> TASK: Copy out, unchanged, every line from the start of the records to the line that contains "Pointer to another", and stop there.

> INPUT FOR THIS TASK:
//! Intermediate model — probed facts sitting between extraction and emission.

use crate::catalog::{ConstantSpec, TypeSpec};

/// Probed representation of one primitive SDK type.
#[derive(Debug, Clone, PartialEq, Eq)]
pub enum AliasKind {
    /// Fixed-width integer; width and signedness are read back from the
    /// probe translation unit, never written down in source.
    Integer { width_bits: u32, signed: bool },
    /// Floating-point type; width is probed, the representation is IEEE.
    Float { width_bits: u32 },
    /// NUL-terminated wide-character string, rendered as `Cwstring`.
    WideString,
    /// Pointer to another emitted alias, rendered as `Ptr{name}`.
    Pointer(&'static str),
}

impl AliasKind {
    /// The target-language spelling of this representation.
    pub fn render(&self) -> String {
        match self {
            AliasKind::Integer { width_bits, signed } => {
                format!("{}Int{}", if *signed { "" } else { "U" }, width_bits)
            }
            AliasKind::Float { width_bits } => format!("Float{}", width_bits),
            AliasKind::WideString => "Cwstring".to_string(),
            AliasKind::Pointer(name) => format!("Ptr{{{}}}", name),
        }
    }
}

/// A probed type alias: the static catalog entry plus what the probe saw.
#[derive(Debug, Clone)]
pub struct TypeAlias {
    pub spec: &'static TypeSpec,
    pub kind: AliasKind,
}

/// A vendor or platform constant whose guarding macro was present.
#[derive(Debug, Clone)]
pub struct ResolvedConstant {
    pub spec: &'static ConstantSpec,
    pub value: i64,
}

/// Byte offset of a named field inside an SDK structure.
#[derive(Debug, Clone)]
pub struct OffsetEntry {
    pub identifier: String,
    pub byte_offset: u64,
}

/// Byte size of an SDK structure.
#[derive(Debug, Clone)]
pub struct SizeEntry {
    pub identifier: String,
    pub byte_size: u64,
}

/// Everything the emitter needs, in final declaration order.
#[derive(Debug, Clone)]
pub struct Module {
    /// Absolute path of the vendor shared library to declare.
    pub library: String,
    pub types: Vec<TypeAlias>,
    pub constants: Vec<ResolvedConstant>,
    pub offsets: Vec<OffsetEntry>,
    pub sizes: Vec<SizeEntry>,
}

#[cfg(test)]
mod tests {
    use super::AliasKind;

    #[test]
    fn alias_rendering() {
        assert_eq!(
            AliasKind::Integer {
                width_bits: 32,
                signed: true
            }
            .render(),
            "Int32"
        );
        assert_eq!(
            AliasKind::Integer {
                width_bits: 8,
                signed: false
            }
            .render(),
            "UInt8"
        );
        assert_eq!(AliasKind::Float { width_bits: 64 }.render(), "Float64");
        assert_eq!(AliasKind::WideString.render(), "Cwstring");
        assert_eq!(AliasKind::Pointer("WCHAR").render(), "Ptr{WCHAR}");
    }
}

> FINAL ANSWER:
//! Intermediate model — probed facts sitting between extraction and emission.

use crate::catalog::{ConstantSpec, TypeSpec};

/// Probed representation of one primitive SDK type.
#[derive(Debug, Clone, PartialEq, Eq)]
pub enum AliasKind {
    /// Fixed-width integer; width and signedness are read back from the
    /// probe translation unit, never written down in source.
    Integer { width_bits: u32, signed: bool },
    /// Floating-point type; width is probed, the representation is IEEE.
    Float { width_bits: u32 },
    /// NUL-terminated wide-character string, rendered as `Cwstring`.
    WideString,
    /// Pointer to another emitted alias, rendered as `Ptr{name}`.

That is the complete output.